Trabajar en casa no significa estar al servicio ni ser esclava de la familia. Si bien no tenemos un convenio que regule nuestras condiciones laborales (y sería absurdo plantearlo siquiera) si que tenemos nosotras mismas que poner los límites. Me explico: si llega el fin de semana y hay que desayunar, no tenemos por qué preparar lo de todos, igual que tampoco esperamos que nos lo sirvan a nosotras. Esto es sólo un ejemplo. Lo que quiero decir es que cuando estamos solas en casa y los demás están fuera, en sus trabajos o estudiando, lo lógico es que nos ocupemos nosotras de las cosas de casa, que no es sólo cocinar y limpiar el polvo, como creen muchas personas, sino muchas cosas más que no voy a enumerar porque esto no tendría fin.

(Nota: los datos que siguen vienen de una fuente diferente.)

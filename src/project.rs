//! Result Projection: row counts and read-only views over the filtered pair,
//! ready for hand-off to a renderer. No further logic lives here; an empty
//! result is a normal state, not an error.

use serde::Serialize;

use crate::filter::{FilterOptions, FilterOutcome};
use crate::types::{HighwaySegment, Structure};

impl<'a> FilterOutcome<'a> {
    pub fn segments(&self) -> impl Iterator<Item = &'a HighwaySegment> + '_ {
        self.segment_rows.iter().map(|&i| &self.pair.segments[i])
    }

    pub fn structures(&self) -> impl Iterator<Item = &'a Structure> + '_ {
        self.structure_rows.iter().map(|&i| &self.pair.structures[i])
    }

    #[inline]
    pub fn segment_count(&self) -> usize {
        self.segment_rows.len()
    }

    #[inline]
    pub fn structure_count(&self) -> usize {
        self.structure_rows.len()
    }

    /// True when the filters left nothing on either side: "no results",
    /// distinct from a load failure.
    #[inline]
    pub fn is_empty(&self) -> bool {
        self.segment_rows.is_empty() && self.structure_rows.is_empty()
    }

    #[inline]
    pub fn crs(&self) -> &'static str {
        self.pair.crs
    }

    pub fn report(&self) -> Report {
        Report {
            crs: self.crs(),
            segment_count: self.segment_count(),
            structure_count: self.structure_count(),
            empty: self.is_empty(),
            options: self.options.clone(),
        }
    }
}

/// Summary handed to the rendering boundary: counts plus the option domains
/// for the next round of selections.
#[derive(Debug, Clone, Serialize)]
pub struct Report {
    pub crs: &'static str,
    pub segment_count: usize,
    pub structure_count: usize,
    pub empty: bool,
    pub options: FilterOptions,
}
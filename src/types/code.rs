use std::fmt;

use serde::Serialize;

/// Scrub a raw cell: trim whitespace and drop the `.0` residue spreadsheet
/// exports leave on numeric columns.
pub(crate) fn scrub(raw: &str) -> &str {
    let s = raw.trim();
    s.strip_suffix(".0").unwrap_or(s)
}

/// Left-pad a scrubbed value with zeros to `width`. Empty stays empty so a
/// missing code never fabricates a real-looking one; values already at or
/// past `width` pass through unchanged.
fn zero_pad(raw: &str, width: usize) -> String {
    let s = scrub(raw);
    if s.is_empty() || s.len() >= width {
        s.to_string()
    } else {
        format!("{s:0>width$}")
    }
}

/// Split a `vl_codigo` cell (`"10;20"`) into scrubbed link codes.
pub(crate) fn split_link_codes(raw: &str) -> Vec<String> {
    raw.split(';')
        .map(scrub)
        .filter(|s| !s.is_empty())
        .map(str::to_string)
        .collect()
}

/// Six-character zero-padded structure code (`cod_sgo`).
///
/// Always rendered fixed-width: numeric codes must never lose leading zeros,
/// so the value is a string from the moment it leaves the source table.
#[derive(Debug, Clone, PartialEq, Eq, PartialOrd, Ord, Hash, Serialize)]
pub struct StructureCode(String);

impl StructureCode {
    pub const WIDTH: usize = 6;

    pub fn parse(raw: &str) -> Self {
        Self(zero_pad(raw, Self::WIDTH))
    }

    #[inline]
    pub fn as_str(&self) -> &str {
        &self.0
    }
}

impl fmt::Display for StructureCode {
    fn fmt(&self, f: &mut fmt::Formatter<'_>) -> fmt::Result {
        f.write_str(&self.0)
    }
}

/// Three-digit zero-padded federal route code (`br` on the structure side,
/// `vl_br` on the highway side). Both tables go through the same padding so
/// route comparisons are format-stable.
#[derive(Debug, Clone, PartialEq, Eq, PartialOrd, Ord, Hash, Serialize)]
pub struct RouteCode(String);

impl RouteCode {
    pub const WIDTH: usize = 3;

    pub fn parse(raw: &str) -> Self {
        Self(zero_pad(raw, Self::WIDTH))
    }

    #[inline]
    pub fn as_str(&self) -> &str {
        &self.0
    }
}

impl fmt::Display for RouteCode {
    fn fmt(&self, f: &mut fmt::Formatter<'_>) -> fmt::Result {
        f.write_str(&self.0)
    }
}
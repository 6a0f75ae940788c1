use geo::{Coord, MapCoords, MultiLineString};
use proj4rs::proj::Proj;
use proj4rs::transform::transform;

use crate::error::NormalizeError;

/// Target CRS for the whole pipeline. Both tables are brought here before
/// any simplification or join happens.
pub const TARGET_CRS: &str = "EPSG:4326";

const WGS84_LONGLAT: &str = "+proj=longlat +datum=WGS84 +no_defs";

/// GRS80 ellipsoid constants, shared by every SIRGAS 2000 variant.
const GRS80_A: f64 = 6_378_137.0;
const GRS80_ES: f64 = 0.006_694_380_022_900_79;

// EPSG:5880 (SIRGAS 2000 / Brazil Polyconic): latitude of origin 0,
// central meridian 54°W, false easting 5_000_000 m, false northing
// 10_000_000 m.
const POLY_LON0_DEG: f64 = -54.0;
const POLY_X0: f64 = 5_000_000.0;
const POLY_Y0: f64 = 10_000_000.0;

/// Source reference systems recognized from a `.prj` sidecar. The SNV is
/// published in SIRGAS 2000, geographic, UTM-zoned, or Brazil Polyconic;
/// anything else must be converted upstream.
#[derive(Debug, Clone, Copy, PartialEq, Eq)]
pub(crate) enum SourceCrs {
    Wgs84,
    SirgasGeographic,
    SirgasUtm { zone: u8, south: bool },
    SirgasPolyconic,
}

impl SourceCrs {
    /// Loose WKT sniffing of the sidecar text. A missing sidecar is assumed
    /// to already be lon/lat WGS84.
    pub(crate) fn detect(prj_wkt: Option<&str>) -> Result<Self, NormalizeError> {
        let Some(wkt) = prj_wkt else {
            return Ok(Self::Wgs84);
        };
        let upper = wkt.to_uppercase();
        if upper.contains("UTM") {
            match parse_utm_zone(&upper) {
                Some((zone, south)) if upper.contains("SIRGAS") => {
                    Ok(Self::SirgasUtm { zone, south })
                }
                _ => Err(unsupported(&upper)),
            }
        } else if upper.contains("POLYCONIC") {
            if upper.contains("SIRGAS") {
                Ok(Self::SirgasPolyconic)
            } else {
                Err(unsupported(&upper))
            }
        } else if upper.contains("SIRGAS") {
            Ok(Self::SirgasGeographic)
        } else if upper.contains("WGS") || upper.contains("GCS") {
            Ok(Self::Wgs84)
        } else {
            Err(unsupported(&upper))
        }
    }
}

/// Pull the zone number and hemisphere out of an uppercased WKT name such as
/// `"SIRGAS 2000 / UTM ZONE 23S"` or `"SIRGAS_2000_UTM_ZONE_23S"`.
fn parse_utm_zone(upper: &str) -> Option<(u8, bool)> {
    let idx = upper.find("ZONE")?;
    let rest = upper[idx + 4..].trim_start_matches([' ', '_']);
    let digits: String = rest.chars().take_while(char::is_ascii_digit).collect();
    let zone: u8 = digits.parse().ok()?;
    if !(1..=60).contains(&zone) {
        return None;
    }
    let south = rest[digits.len()..].starts_with('S');
    Some((zone, south))
}

fn unsupported(wkt: &str) -> NormalizeError {
    let snippet: String = wkt.chars().take(80).collect();
    NormalizeError::Reprojection { detail: snippet }
}

fn proj_error(err: proj4rs::errors::Error) -> NormalizeError {
    NormalizeError::Reprojection {
        detail: err.to_string(),
    }
}

enum Projection {
    Identity,
    Polyconic,
    Proj4 { from: Proj, to: Proj },
}

/// Reprojects source coordinates into lon/lat EPSG:4326.
///
/// Geographic SIRGAS 2000 is coincident with WGS84 at map precision (its
/// `towgs84` terms are all zero), so only the projected variants need an
/// actual transform. UTM zones go through proj4rs; proj4rs does not ship a
/// `poly` projection, so EPSG:5880 is inverted directly.
pub(crate) struct Reprojector {
    projection: Projection,
}

impl Reprojector {
    pub(crate) fn new(src: SourceCrs) -> Result<Self, NormalizeError> {
        let projection = match src {
            SourceCrs::Wgs84 | SourceCrs::SirgasGeographic => Projection::Identity,
            SourceCrs::SirgasPolyconic => Projection::Polyconic,
            SourceCrs::SirgasUtm { zone, south } => {
                let hemisphere = if south { " +south" } else { "" };
                let from = Proj::from_proj_string(&format!(
                    "+proj=utm +zone={zone}{hemisphere} +ellps=GRS80 +towgs84=0,0,0,0,0,0,0 +units=m +no_defs"
                ))
                .map_err(proj_error)?;
                let to = Proj::from_proj_string(WGS84_LONGLAT).map_err(proj_error)?;
                Projection::Proj4 { from, to }
            }
        };
        Ok(Self { projection })
    }

    /// (x, y) in source units in, lon/lat degrees out.
    fn project(&self, x: f64, y: f64) -> Result<Coord<f64>, NormalizeError> {
        match &self.projection {
            Projection::Identity => Ok(Coord { x, y }),
            Projection::Polyconic => polyconic_inverse(x, y),
            Projection::Proj4 { from, to } => {
                let mut point = (x, y, 0.0);
                transform(from, to, &mut point).map_err(proj_error)?;
                // Longlat targets come back in radians.
                Ok(Coord {
                    x: point.0.to_degrees(),
                    y: point.1.to_degrees(),
                })
            }
        }
    }

    pub(crate) fn project_polyline(
        &self,
        geometry: &MultiLineString<f64>,
    ) -> Result<MultiLineString<f64>, NormalizeError> {
        geometry.try_map_coords(|coord| self.project(coord.x, coord.y))
    }
}

/// Ellipsoidal polyconic inverse (Snyder, Map Projections: A Working
/// Manual, eqs. 18-18..18-22), specialized to the EPSG:5880 parameters.
///
/// With the latitude of origin on the equator the northing equation is
/// `y = M(phi) + cot(phi) * (1 - cos E) / w` with `E = (lon - lon_0) *
/// sin(phi)` and `w = sqrt(1 - e^2 sin^2 phi)`; latitude is recovered by a
/// secant iteration on that equation, longitude follows in closed form.
fn polyconic_inverse(easting: f64, northing: f64) -> Result<Coord<f64>, NormalizeError> {
    let lon0 = POLY_LON0_DEG.to_radians();
    let x = (easting - POLY_X0) / GRS80_A;
    let y = (northing - POLY_Y0) / GRS80_A;

    // On the equator the iteration degenerates; the forward easting there
    // is exactly a * (lon - lon_0).
    if y.abs() < 1e-10 {
        return Ok(Coord {
            x: (lon0 + x).to_degrees(),
            y: 0.0,
        });
    }

    let residual = |phi: f64| -> f64 {
        let sp = phi.sin();
        if sp == 0.0 {
            return -y;
        }
        let cp = phi.cos();
        let w = (1.0 - GRS80_ES * sp * sp).sqrt();
        let e = (x * w * sp / cp).clamp(-1.0, 1.0).asin();
        meridian_arc(phi) + (cp / sp) * 2.0 * (e / 2.0).sin().powi(2) / w - y
    };

    // The meridian arc dominates the residual, so starting at phi ~ y
    // converges in a handful of steps.
    let mut p0 = y;
    let mut p1 = y + 1e-4;
    let mut f0 = residual(p0);
    let mut phi = None;
    for _ in 0..40 {
        let f1 = residual(p1);
        let df = f1 - f0;
        if df.abs() < 1e-18 {
            phi = Some(p1);
            break;
        }
        let p2 = p1 - f1 * (p1 - p0) / df;
        p0 = p1;
        f0 = f1;
        p1 = p2;
        if (p1 - p0).abs() < 1e-12 {
            phi = Some(p1);
            break;
        }
    }
    let Some(phi) = phi else {
        return Err(NormalizeError::Reprojection {
            detail: format!("polyconic inverse did not converge at ({easting}, {northing})"),
        });
    };

    let sp = phi.sin();
    let w = (1.0 - GRS80_ES * sp * sp).sqrt();
    let e = (x * w * sp / phi.cos()).clamp(-1.0, 1.0).asin();
    Ok(Coord {
        x: (lon0 + e / sp).to_degrees(),
        y: phi.to_degrees(),
    })
}

/// Meridian arc length from the equator, normalized by the semi-major axis.
fn meridian_arc(phi: f64) -> f64 {
    let e2 = GRS80_ES;
    let e4 = e2 * e2;
    let e6 = e4 * e2;
    (1.0 - e2 / 4.0 - 3.0 * e4 / 64.0 - 5.0 * e6 / 256.0) * phi
        - (3.0 * e2 / 8.0 + 3.0 * e4 / 32.0 + 45.0 * e6 / 1024.0) * (2.0 * phi).sin()
        + (15.0 * e4 / 256.0 + 45.0 * e6 / 1024.0) * (4.0 * phi).sin()
        - (35.0 * e6 / 3072.0) * (6.0 * phi).sin()
}
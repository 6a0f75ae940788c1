//! Per-upload memoization: re-running filters never re-parses or
//! re-extracts source files.

use std::fs::File;
use std::io;
use std::path::Path;
use std::sync::Arc;

use sha2::{Digest, Sha256};

use crate::error::NormalizeError;
use crate::normalize::{self, NormalizedPair};

type UploadKey = ([u8; 32], [u8; 32]);

/// One interactive session. The normalized pair is cached under the SHA-256
/// of both input files, so a byte-identical re-invocation returns the same
/// `Arc` without touching the parsers; different bytes replace the cache.
#[derive(Default)]
pub struct Session {
    cached: Option<(UploadKey, Arc<NormalizedPair>)>,
}

impl Session {
    pub fn new() -> Self {
        Self::default()
    }

    /// Load (or reuse) the normalized pair for this pair of files.
    pub fn load(
        &mut self,
        oae_csv: &Path,
        snv_zip: &Path,
    ) -> Result<Arc<NormalizedPair>, NormalizeError> {
        let key = (file_digest(oae_csv)?, file_digest(snv_zip)?);
        if let Some((cached_key, pair)) = &self.cached {
            if *cached_key == key {
                return Ok(Arc::clone(pair));
            }
        }
        let pair = Arc::new(normalize::load_pair(oae_csv, snv_zip)?);
        self.cached = Some((key, Arc::clone(&pair)));
        Ok(pair)
    }
}

fn file_digest(path: &Path) -> Result<[u8; 32], NormalizeError> {
    let mut file = File::open(path)?;
    let mut hasher = Sha256::new();
    io::copy(&mut file, &mut hasher)?;
    Ok(hasher.finalize().into())
}
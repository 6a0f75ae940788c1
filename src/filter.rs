//! Cascading Filter Engine.
//!
//! One pure pass over the normalized pair: each stage narrows the previous
//! stage's output, and each stage's selectable-option domain is computed
//! from the subset left by the stages upstream of it. Re-running the same
//! `FilterState` on the same pair yields identical output; there is no
//! hidden state anywhere.

use std::collections::BTreeSet;

use ahash::AHashSet;
use serde::Serialize;

use crate::normalize::NormalizedPair;
use crate::types::{RouteCode, StructureCode};

/// One upload session's worth of user selections, threaded through every
/// recomputation as a plain value.
///
/// An empty set (or `None`) means "no filtering at that stage", never
/// "select nothing". That is deliberate: a user who has picked nothing yet
/// sees everything.
#[derive(Debug, Clone, Default, PartialEq, Eq)]
pub struct FilterState {
    /// Federative units (`uf` / `sg_uf`); narrows both tables.
    pub regions: BTreeSet<String>,
    /// Structure category (`tipo_obra`); structures only.
    pub category: Option<String>,
    /// Federal route; narrows both tables through the zero-padded code.
    pub route: Option<RouteCode>,
    /// Conflict tags (`tipo_conflito`); structures only.
    pub conflicts: BTreeSet<String>,
    /// Structure codes; segments follow through the link-code join.
    pub codes: BTreeSet<StructureCode>,
}

/// Selectable options per stage, each computed from the subset left by the
/// stages upstream of it: sorted lexicographically, deduplicated, empty
/// values dropped.
#[derive(Debug, Clone, Default, PartialEq, Eq, Serialize)]
pub struct FilterOptions {
    pub regions: Vec<String>,
    pub categories: Vec<String>,
    pub routes: Vec<String>,
    pub conflicts: Vec<String>,
    pub codes: Vec<String>,
}

/// Filtered views into a [`NormalizedPair`], plus the option domains for the
/// next round of selections. Row indices only; the normalized tables are
/// never copied or mutated.
#[derive(Debug)]
pub struct FilterOutcome<'a> {
    pub(crate) pair: &'a NormalizedPair,
    pub(crate) segment_rows: Vec<usize>,
    pub(crate) structure_rows: Vec<usize>,
    pub options: FilterOptions,
}

/// Run the full cascade. Stage order is fixed: region, category, route,
/// conflict tag, structure code.
pub fn apply<'a>(pair: &'a NormalizedPair, state: &FilterState) -> FilterOutcome<'a> {
    let mut structures: Vec<usize> = (0..pair.structures.len()).collect();
    let mut segments: Vec<usize> = (0..pair.segments.len()).collect();
    let mut options = FilterOptions::default();

    // Region: narrows both tables at once.
    options.regions = distinct(structures.iter().map(|&i| pair.structures[i].uf.as_str()));
    if !state.regions.is_empty() {
        structures.retain(|&i| state.regions.contains(&pair.structures[i].uf));
        segments.retain(|&i| state.regions.contains(&pair.segments[i].uf));
    }

    // Category: structures only; segments carry no category attribute.
    options.categories = distinct(
        structures
            .iter()
            .map(|&i| pair.structures[i].category.as_str()),
    );
    if let Some(category) = &state.category {
        structures.retain(|&i| pair.structures[i].category == *category);
    }

    // Route: the coarse join. Both tables narrow on the same padded code so
    // a route selection stays consistent across them.
    options.routes = distinct(
        structures
            .iter()
            .map(|&i| pair.structures[i].route.as_str()),
    );
    if let Some(route) = &state.route {
        structures.retain(|&i| pair.structures[i].route == *route);
        segments.retain(|&i| pair.segments[i].route == *route);
    }

    // Conflict tag: structures only. Untagged records never match a
    // non-empty selection.
    options.conflicts = distinct(
        structures
            .iter()
            .filter_map(|&i| pair.structures[i].conflict.as_deref()),
    );
    if !state.conflicts.is_empty() {
        structures.retain(|&i| {
            pair.structures[i]
                .conflict
                .as_ref()
                .is_some_and(|c| state.conflicts.contains(c))
        });
    }

    // Structure code: the fine join. The link-code union comes from the
    // structures that survived every stage above, so codes filtered out
    // upstream cannot resurrect their segments.
    options.codes = distinct(structures.iter().map(|&i| pair.structures[i].code.as_str()));
    if !state.codes.is_empty() {
        structures.retain(|&i| state.codes.contains(&pair.structures[i].code));
        let linked: AHashSet<&str> = structures
            .iter()
            .flat_map(|&i| pair.structures[i].link_codes.iter().map(String::as_str))
            .collect();
        segments.retain(|&i| {
            pair.segments[i]
                .link_code
                .as_deref()
                .is_some_and(|c| linked.contains(c))
        });
    }

    FilterOutcome {
        pair,
        segment_rows: segments,
        structure_rows: structures,
        options,
    }
}

/// Sorted, deduplicated, empties dropped.
fn distinct<'s>(values: impl Iterator<Item = &'s str>) -> Vec<String> {
    let set: BTreeSet<&str> = values.filter(|v| !v.is_empty()).collect();
    set.into_iter().map(String::from).collect()
}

Pero cuando todos estamos en casa es lógico que compartamos las tareas y no nos quedemos viendo como lo hace mamá de bien. En fin, que tenemos que enseñar a los que nos rodean a valorar nuestro trabajo y nuestro esfuerzo y a no esperar a que se lo den todo hecho, y os aseguro que eso cuesta peleas, malas caras, enfados y críticas, pero hay que ser fuerte y hacerse un tanto egoista porque si no, se nos comen por las patas. Y no esperar a que sea demasiado tarde, porque cuesta un triunfo, os lo digo por experiencia. Recordad que lo que se hace como un favor una vez, se agradece, pero si se empieza a hacer una y otra vez, al final se convierte en una obligación, y el día que no lo haces eres mala, malísima.